**Work required:**
Go through the entries below and count the lines where the word "crate" appears; give only the count.

Segment Start: Input material

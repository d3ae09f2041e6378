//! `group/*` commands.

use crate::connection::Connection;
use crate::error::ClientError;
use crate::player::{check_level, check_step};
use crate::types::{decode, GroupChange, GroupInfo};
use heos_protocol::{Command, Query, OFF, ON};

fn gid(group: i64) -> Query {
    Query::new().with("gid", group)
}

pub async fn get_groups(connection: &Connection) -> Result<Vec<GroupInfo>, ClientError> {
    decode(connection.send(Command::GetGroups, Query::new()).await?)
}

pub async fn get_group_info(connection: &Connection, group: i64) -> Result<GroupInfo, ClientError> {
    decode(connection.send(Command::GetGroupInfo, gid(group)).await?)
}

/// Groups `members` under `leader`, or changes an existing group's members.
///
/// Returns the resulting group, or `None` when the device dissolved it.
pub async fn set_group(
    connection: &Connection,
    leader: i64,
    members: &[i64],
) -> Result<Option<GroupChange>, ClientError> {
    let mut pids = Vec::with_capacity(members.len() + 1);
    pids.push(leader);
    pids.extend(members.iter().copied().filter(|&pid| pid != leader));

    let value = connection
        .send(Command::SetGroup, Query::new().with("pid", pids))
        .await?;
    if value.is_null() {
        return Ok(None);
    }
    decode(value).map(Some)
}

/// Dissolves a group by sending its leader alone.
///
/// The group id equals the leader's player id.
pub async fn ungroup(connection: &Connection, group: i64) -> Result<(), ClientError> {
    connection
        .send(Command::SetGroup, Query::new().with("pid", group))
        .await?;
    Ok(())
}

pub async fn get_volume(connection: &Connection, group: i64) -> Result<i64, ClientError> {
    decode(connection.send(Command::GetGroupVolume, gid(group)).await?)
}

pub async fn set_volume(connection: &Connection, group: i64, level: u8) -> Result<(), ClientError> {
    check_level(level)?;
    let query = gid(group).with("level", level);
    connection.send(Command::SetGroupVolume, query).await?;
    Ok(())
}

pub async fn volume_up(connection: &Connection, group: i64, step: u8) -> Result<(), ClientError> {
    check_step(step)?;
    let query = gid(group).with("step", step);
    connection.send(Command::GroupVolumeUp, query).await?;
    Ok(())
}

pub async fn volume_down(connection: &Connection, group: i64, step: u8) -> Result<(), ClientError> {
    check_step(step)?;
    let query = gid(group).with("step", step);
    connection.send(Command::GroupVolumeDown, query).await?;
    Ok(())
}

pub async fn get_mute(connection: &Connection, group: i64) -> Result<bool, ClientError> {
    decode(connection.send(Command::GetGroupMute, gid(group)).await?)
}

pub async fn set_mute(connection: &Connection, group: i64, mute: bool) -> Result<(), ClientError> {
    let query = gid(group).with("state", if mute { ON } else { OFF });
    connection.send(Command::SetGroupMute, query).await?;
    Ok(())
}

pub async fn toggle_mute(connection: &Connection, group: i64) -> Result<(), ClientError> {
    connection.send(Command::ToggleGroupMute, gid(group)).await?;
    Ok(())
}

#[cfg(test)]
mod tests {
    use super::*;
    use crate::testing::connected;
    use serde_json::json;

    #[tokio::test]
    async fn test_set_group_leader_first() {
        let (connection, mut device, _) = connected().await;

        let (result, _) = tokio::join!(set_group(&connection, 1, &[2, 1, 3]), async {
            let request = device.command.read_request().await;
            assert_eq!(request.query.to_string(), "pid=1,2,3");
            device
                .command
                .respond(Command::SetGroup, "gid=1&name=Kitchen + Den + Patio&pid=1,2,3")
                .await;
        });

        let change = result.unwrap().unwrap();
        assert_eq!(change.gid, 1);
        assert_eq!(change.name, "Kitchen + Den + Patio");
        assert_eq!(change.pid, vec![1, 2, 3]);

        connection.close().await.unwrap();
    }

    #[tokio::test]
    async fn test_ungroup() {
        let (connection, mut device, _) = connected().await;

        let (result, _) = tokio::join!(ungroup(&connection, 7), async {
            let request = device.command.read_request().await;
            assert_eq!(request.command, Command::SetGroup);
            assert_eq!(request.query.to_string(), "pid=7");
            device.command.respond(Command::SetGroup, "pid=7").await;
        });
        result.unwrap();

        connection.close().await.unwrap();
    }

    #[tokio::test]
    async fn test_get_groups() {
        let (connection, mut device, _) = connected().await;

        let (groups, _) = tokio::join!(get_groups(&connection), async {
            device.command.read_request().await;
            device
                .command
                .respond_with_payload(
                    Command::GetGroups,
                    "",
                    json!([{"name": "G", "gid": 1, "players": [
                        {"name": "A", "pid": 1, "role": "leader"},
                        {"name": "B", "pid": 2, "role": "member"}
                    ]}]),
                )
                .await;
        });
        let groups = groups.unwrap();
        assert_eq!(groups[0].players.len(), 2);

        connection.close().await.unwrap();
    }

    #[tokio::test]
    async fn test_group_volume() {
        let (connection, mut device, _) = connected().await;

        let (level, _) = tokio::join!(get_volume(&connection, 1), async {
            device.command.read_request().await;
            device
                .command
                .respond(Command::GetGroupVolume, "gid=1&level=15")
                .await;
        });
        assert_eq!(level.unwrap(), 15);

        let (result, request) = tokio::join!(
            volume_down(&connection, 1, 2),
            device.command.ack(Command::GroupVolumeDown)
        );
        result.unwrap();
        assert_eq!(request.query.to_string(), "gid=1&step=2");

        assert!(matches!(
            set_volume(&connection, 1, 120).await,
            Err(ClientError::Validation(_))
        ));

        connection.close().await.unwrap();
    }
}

Segment End: Input material

**Answer box:**
5